Exercise requirements: Would you please print the data a second time, exactly as it stands?

Dataset entries:

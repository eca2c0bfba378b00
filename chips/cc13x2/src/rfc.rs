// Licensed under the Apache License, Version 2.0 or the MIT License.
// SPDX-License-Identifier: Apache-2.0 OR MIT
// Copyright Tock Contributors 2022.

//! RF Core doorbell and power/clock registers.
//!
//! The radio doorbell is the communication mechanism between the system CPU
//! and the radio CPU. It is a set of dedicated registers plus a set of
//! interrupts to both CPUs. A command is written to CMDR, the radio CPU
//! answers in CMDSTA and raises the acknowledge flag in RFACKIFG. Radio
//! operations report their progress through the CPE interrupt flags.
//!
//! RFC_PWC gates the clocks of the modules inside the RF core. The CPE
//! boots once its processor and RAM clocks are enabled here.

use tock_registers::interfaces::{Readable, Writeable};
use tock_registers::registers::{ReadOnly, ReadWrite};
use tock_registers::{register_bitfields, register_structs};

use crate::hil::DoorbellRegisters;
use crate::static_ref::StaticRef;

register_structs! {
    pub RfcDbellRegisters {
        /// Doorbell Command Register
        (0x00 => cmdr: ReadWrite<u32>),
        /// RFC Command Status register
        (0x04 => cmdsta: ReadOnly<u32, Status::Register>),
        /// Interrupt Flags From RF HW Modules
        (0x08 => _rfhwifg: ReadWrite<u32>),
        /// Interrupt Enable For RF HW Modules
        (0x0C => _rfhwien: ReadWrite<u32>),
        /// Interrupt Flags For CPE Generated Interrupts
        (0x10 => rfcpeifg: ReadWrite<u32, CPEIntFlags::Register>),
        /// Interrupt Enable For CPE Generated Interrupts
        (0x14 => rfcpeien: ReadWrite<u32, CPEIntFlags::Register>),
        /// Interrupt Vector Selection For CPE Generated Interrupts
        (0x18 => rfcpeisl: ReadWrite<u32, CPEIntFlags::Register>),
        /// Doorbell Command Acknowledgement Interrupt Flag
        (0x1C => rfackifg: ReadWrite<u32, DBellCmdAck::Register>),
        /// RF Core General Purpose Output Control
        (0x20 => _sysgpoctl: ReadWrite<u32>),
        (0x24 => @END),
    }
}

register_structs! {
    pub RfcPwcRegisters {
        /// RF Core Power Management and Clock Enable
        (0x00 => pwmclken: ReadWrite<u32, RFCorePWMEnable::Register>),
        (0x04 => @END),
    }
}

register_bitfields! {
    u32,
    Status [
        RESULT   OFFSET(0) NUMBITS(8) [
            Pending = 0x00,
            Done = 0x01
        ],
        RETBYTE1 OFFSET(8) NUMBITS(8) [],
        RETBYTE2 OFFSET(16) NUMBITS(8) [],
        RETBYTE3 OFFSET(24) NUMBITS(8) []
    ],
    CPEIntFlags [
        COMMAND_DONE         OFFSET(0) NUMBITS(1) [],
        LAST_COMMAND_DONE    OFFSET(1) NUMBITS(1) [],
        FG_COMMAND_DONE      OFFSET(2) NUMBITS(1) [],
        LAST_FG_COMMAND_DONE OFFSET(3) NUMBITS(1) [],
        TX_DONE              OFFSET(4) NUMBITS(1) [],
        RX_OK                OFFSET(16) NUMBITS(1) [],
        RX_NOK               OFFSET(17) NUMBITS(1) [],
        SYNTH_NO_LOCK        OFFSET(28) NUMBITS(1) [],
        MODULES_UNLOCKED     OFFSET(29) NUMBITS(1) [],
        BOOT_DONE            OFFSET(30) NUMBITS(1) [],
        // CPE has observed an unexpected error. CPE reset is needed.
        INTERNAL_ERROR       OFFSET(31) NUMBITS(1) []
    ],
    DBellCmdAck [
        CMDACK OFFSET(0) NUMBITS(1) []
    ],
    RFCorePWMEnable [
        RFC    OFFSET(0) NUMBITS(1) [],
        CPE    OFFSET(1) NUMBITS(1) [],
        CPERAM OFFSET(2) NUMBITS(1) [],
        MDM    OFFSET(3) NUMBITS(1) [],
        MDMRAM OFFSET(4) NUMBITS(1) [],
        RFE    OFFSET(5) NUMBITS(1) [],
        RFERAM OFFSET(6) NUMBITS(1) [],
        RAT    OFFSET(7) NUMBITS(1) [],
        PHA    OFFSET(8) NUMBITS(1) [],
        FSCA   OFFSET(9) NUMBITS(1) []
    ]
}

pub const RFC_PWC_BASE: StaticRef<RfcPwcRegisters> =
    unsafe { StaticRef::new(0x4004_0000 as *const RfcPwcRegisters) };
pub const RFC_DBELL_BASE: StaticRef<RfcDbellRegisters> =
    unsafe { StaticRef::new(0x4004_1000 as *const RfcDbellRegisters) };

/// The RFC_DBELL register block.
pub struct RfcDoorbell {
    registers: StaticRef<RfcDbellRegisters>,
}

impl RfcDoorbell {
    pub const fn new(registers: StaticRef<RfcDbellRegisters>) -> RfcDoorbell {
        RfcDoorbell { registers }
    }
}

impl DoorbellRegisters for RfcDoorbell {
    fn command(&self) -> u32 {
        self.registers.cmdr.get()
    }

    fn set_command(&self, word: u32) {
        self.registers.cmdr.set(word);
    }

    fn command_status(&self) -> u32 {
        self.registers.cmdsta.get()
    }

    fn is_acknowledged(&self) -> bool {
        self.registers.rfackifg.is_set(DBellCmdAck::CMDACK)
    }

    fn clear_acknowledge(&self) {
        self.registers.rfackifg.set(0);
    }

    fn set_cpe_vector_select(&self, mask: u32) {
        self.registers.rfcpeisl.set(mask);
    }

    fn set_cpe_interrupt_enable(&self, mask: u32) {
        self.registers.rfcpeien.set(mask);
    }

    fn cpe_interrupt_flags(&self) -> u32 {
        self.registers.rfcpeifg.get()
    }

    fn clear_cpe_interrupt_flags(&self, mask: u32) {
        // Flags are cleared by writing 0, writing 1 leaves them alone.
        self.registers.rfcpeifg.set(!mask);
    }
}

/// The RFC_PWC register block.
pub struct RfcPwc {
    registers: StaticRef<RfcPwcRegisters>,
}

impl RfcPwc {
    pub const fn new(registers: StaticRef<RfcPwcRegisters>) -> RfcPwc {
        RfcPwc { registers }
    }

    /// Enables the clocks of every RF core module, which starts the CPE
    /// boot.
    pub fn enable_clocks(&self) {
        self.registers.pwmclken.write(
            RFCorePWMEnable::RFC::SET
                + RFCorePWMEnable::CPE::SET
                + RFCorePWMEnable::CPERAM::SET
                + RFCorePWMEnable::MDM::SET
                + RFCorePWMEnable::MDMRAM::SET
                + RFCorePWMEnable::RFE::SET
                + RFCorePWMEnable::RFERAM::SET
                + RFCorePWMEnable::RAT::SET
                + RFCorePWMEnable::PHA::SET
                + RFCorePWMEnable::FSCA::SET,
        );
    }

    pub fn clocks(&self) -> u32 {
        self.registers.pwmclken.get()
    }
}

Reply:
repository eca2c0bfba378b00
filename chips/cc13x2/src/rfc.rs
// Licensed under the Apache License, Version 2.0 or the MIT License.
// SPDX-License-Identifier: Apache-2.0 OR MIT
// Copyright Tock Contributors 2022.

//! RF Core doorbell and power/clock registers.
//!
//! The radio doorbell is the communication mechanism between the system CPU
//! and the radio CPU. It is a set of dedicated registers plus a set of
//! interrupts to both CPUs. A command is written to CMDR, the radio CPU
//! answers in CMDSTA and raises the acknowledge flag in RFACKIFG. Radio
//! operations report their progress through the CPE interrupt flags.
//!
//! RFC_PWC gates the clocks of the modules inside the RF core. The CPE
//! boots once its processor and RAM clocks are enabled here.

use tock_registers::interfaces::{Readable, Writeable};
use tock_registers::registers::{ReadOnly, ReadWrite};
use tock_registers::{register_bitfields, register_structs};

use crate::hil::DoorbellRegisters;
use crate::static_ref::StaticRef;

register_structs! {
    pub RfcDbellRegisters {
        /// Doorbell Command Register
        (0x00 => cmdr: ReadWrite<u32>),
        /// RFC Command Status register
        (0x04 => cmdsta: ReadOnly<u32, Status::Register>),
        /// Interrupt Flags From RF HW Modules
        (0x08 => _rfhwifg: ReadWrite<u32>),
        /// Interrupt Enable For RF HW Modules
        (0x0C => _rfhwien: ReadWrite<u32>),
        /// Interrupt Flags For CPE Generated Interrupts
        (0x10 => rfcpeifg: ReadWrite<u32, CPEIntFlags::Register>),
        /// Interrupt Enable For CPE Generated Interrupts
        (0x14 => rfcpeien: ReadWrite<u32, CPEIntFlags::Register>),
        /// Interrupt Vector Selection For CPE Generated Interrupts
        (0x18 => rfcpeisl: ReadWrite<u32, CPEIntFlags::Register>),
        /// Doorbell Command Acknowledgement Interrupt Flag
        (0x1C => rfackifg: ReadWrite<u32, DBellCmdAck::Register>),
        /// RF Core General Purpose Output Control
        (0x20 => _sysgpoctl: ReadWrite<u32>),
        (0x24 => @END),
    }
}

register_structs! {
    pub RfcPwcRegisters {
        /// RF Core Power Management and Clock Enable
        (0x00 => pwmclken: ReadWrite<u32, RFCorePWMEnable::Register>),
        (0x04 => @END),
    }
}

register_bitfields! {
    u32,
    Status [
        RESULT   OFFSET(0) NUMBITS(8) [
            Pending = 0x00,
            Done = 0x01
        ],
        RETBYTE1 OFFSET(8) NUMBITS(8) [],
        RETBYTE2 OFFSET(16) NUMBITS(8) [],
        RETBYTE3 OFFSET(24) NUMBITS(8) []
    ],
    CPEIntFlags [
        COMMAND_DONE         OFFSET(0) NUMBITS(1) [],
        LAST_COMMAND_DONE    OFFSET(1) NUMBITS(1) [],
        FG_COMMAND_DONE      OFFSET(2) NUMBITS(1) [],
        LAST_FG_COMMAND_DONE OFFSET(3) NUMBITS(1) [],
        TX_DONE              OFFSET(4) NUMBITS(1) [],
        RX_OK                OFFSET(16) NUMBITS(1) [],
        RX_NOK               OFFSET(17) NUMBITS(1) [],
        SYNTH_NO_LOCK        OFFSET(28) NUMBITS(1) [],
        MODULES_UNLOCKED     OFFSET(29) NUMBITS(1) [],
        BOOT_DONE            OFFSET(30) NUMBITS(1) [],
        // CPE has observed an unexpected error. CPE reset is needed.
        INTERNAL_ERROR       OFFSET(31) NUMBITS(1) []
    ],
    DBellCmdAck [
        CMDACK OFFSET(0) NUMBITS(1) []
    ],
    RFCorePWMEnable [
        RFC    OFFSET(0) NUMBITS(1) [],
        CPE    OFFSET(1) NUMBITS(1) [],
        CPERAM OFFSET(2) NUMBITS(1) [],
        MDM    OFFSET(3) NUMBITS(1) [],
        MDMRAM OFFSET(4) NUMBITS(1) [],
        RFE    OFFSET(5) NUMBITS(1) [],
        RFERAM OFFSET(6) NUMBITS(1) [],
        RAT    OFFSET(7) NUMBITS(1) [],
        PHA    OFFSET(8) NUMBITS(1) [],
        FSCA   OFFSET(9) NUMBITS(1) []
    ]
}

pub const RFC_PWC_BASE: StaticRef<RfcPwcRegisters> =
    unsafe { StaticRef::new(0x4004_0000 as *const RfcPwcRegisters) };
pub const RFC_DBELL_BASE: StaticRef<RfcDbellRegisters> =
    unsafe { StaticRef::new(0x4004_1000 as *const RfcDbellRegisters) };

/// The RFC_DBELL register block.
pub struct RfcDoorbell {
    registers: StaticRef<RfcDbellRegisters>,
}

impl RfcDoorbell {
    pub const fn new(registers: StaticRef<RfcDbellRegisters>) -> RfcDoorbell {
        RfcDoorbell { registers }
    }
}

impl DoorbellRegisters for RfcDoorbell {
    fn command(&self) -> u32 {
        self.registers.cmdr.get()
    }

    fn set_command(&self, word: u32) {
        self.registers.cmdr.set(word);
    }

    fn command_status(&self) -> u32 {
        self.registers.cmdsta.get()
    }

    fn is_acknowledged(&self) -> bool {
        self.registers.rfackifg.is_set(DBellCmdAck::CMDACK)
    }

    fn clear_acknowledge(&self) {
        self.registers.rfackifg.set(0);
    }

    fn set_cpe_vector_select(&self, mask: u32) {
        self.registers.rfcpeisl.set(mask);
    }

    fn set_cpe_interrupt_enable(&self, mask: u32) {
        self.registers.rfcpeien.set(mask);
    }

    fn cpe_interrupt_flags(&self) -> u32 {
        self.registers.rfcpeifg.get()
    }

    fn clear_cpe_interrupt_flags(&self, mask: u32) {
        // Flags are cleared by writing 0, writing 1 leaves them alone.
        self.registers.rfcpeifg.set(!mask);
    }
}

/// The RFC_PWC register block.
pub struct RfcPwc {
    registers: StaticRef<RfcPwcRegisters>,
}

impl RfcPwc {
    pub const fn new(registers: StaticRef<RfcPwcRegisters>) -> RfcPwc {
        RfcPwc { registers }
    }

    /// Enables the clocks of every RF core module, which starts the CPE
    /// boot.
    pub fn enable_clocks(&self) {
        self.registers.pwmclken.write(
            RFCorePWMEnable::RFC::SET
                + RFCorePWMEnable::CPE::SET
                + RFCorePWMEnable::CPERAM::SET
                + RFCorePWMEnable::MDM::SET
                + RFCorePWMEnable::MDMRAM::SET
                + RFCorePWMEnable::RFE::SET
                + RFCorePWMEnable::RFERAM::SET
                + RFCorePWMEnable::RAT::SET
                + RFCorePWMEnable::PHA::SET
                + RFCorePWMEnable::FSCA::SET,
        );
    }

    pub fn clocks(&self) -> u32 {
        self.registers.pwmclken.get()
    }
}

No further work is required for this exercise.